Relying solely on Next-Generation Sequencing (NGS) is insufficient for HER2 testing in biliary tract cancers. Data shows NGS misses up to 15% of patients with HER2 overexpression detected by immunohistochemistry (IHC). Performing both tests is essential to avoid denying patients effective targeted therapies.
Comprehensive molecular testing (PD-L1, EGFR, ALK) is no longer reserved for advanced disease. It is now critical for all patients with stage 1B or higher resectable NSCLC *before* starting any treatment to guide neoadjuvant and adjuvant therapy decisions.
While Next-Generation Sequencing (NGS) is routinely performed for young patients with epithelioid sarcoma, experienced clinicians note it seldom uncovers additional actionable mutations. The primary consistent finding is the SMARCB1 loss. This suggests that while NGS is part of comprehensive care, the likelihood of identifying other targetable pathways is currently very low.

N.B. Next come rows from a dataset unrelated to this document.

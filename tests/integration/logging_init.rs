//! Installing the global subscriber with file output

use sitequery::logging::{init_logging, LoggingConfig};
use std::fs;
use tempfile::TempDir;

#[test]
fn test_init_logging_writes_to_configured_file() {
    for var in [
        "SITEQUERY_LOG",
        "SITEQUERY_LOG_FORMAT",
        "SITEQUERY_LOG_OUTPUT",
        "SITEQUERY_LOG_MODULES",
    ] {
        std::env::remove_var(var);
    }

    let temp_dir = TempDir::new().unwrap();
    let log_path = temp_dir.path().join("logs").join("client.log");
    let config = LoggingConfig {
        level: "info".to_string(),
        output: "file".to_string(),
        file: log_path.clone(),
        ..LoggingConfig::default()
    };

    init_logging(Some(&config)).unwrap();
    tracing::info!(collection = "Posts", "logging smoke event");
    tracing::debug!("below the configured level");

    let content = fs::read_to_string(&log_path).unwrap();
    assert!(
        content.contains("logging smoke event"),
        "log file should contain the event; got: {}",
        content
    );
    assert!(content.contains("collection=\"Posts\"") || content.contains("Posts"));
    assert!(!content.contains("below the configured level"));

    // a second global subscriber is refused
    let err = init_logging(Some(&config)).unwrap_err();
    assert!(matches!(err, sitequery::QueryError::Config(_)));
}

While liquid biopsies are a valuable, less invasive tool, a negative result is inconclusive for ruling out actionable mutations in NSCLC. It may simply mean the tumor isn't shedding enough DNA. Therefore, a negative liquid biopsy should never be the final word; it must be followed by a tissue biopsy to ensure patients don't miss out on targeted therapies.
Standard Next-Generation Sequencing (NGS) reports often just state "MET amplification" without a specific copy number. To make informed treatment decisions with MET inhibitors, clinicians must proactively contact the testing company's molecular pathology department to obtain this crucial, unlisted data point.
ESR1 mutations in breast cancer are acquired alterations, meaning they can be missed by a single test. The speaker advocates for serial testing, especially after disease progression, using blood-based ctDNA analysis. This dynamic monitoring approach is essential for identifying patients who become eligible for targeted therapies over time.
Clinicians ordering "NGS for lung" often misunderstand that Next-Generation Sequencing alone does not cover all actionable biomarkers, such as PD-L1 or HER2. This requires pathologists to interpret the clinician's intent and order a more comprehensive and appropriate test panel.
For post-progression biopsies, which are often small and contain necrotic tissue, institutions may prioritize DNA-based NGS panels. This strategy is based on the rationale that most resistance mechanisms are genetic mutations detectable by DNA sequencing, reserving RNA panels primarily for identifying less common fusion events.
Standard cytogenetics miss complex genetic rearrangements. Advanced techniques like Optical Genome Mapping (OGM) are identifying "cryptic" fusions (e.g., involving KMT2A, NUP98) in patients who appear to be wild-type. This expands the eligible patient pool for menin inhibitors beyond those with classic mutations.
Hematologic cancers often have a single, common genetic marker per disease, enabling MRD detection with simple PCR for decades. Solid tumors are genetically diverse, lacking a universal marker. This required developing personalized, multi-probe assays like Signatera to track unique mutations, explaining the field's more recent progress.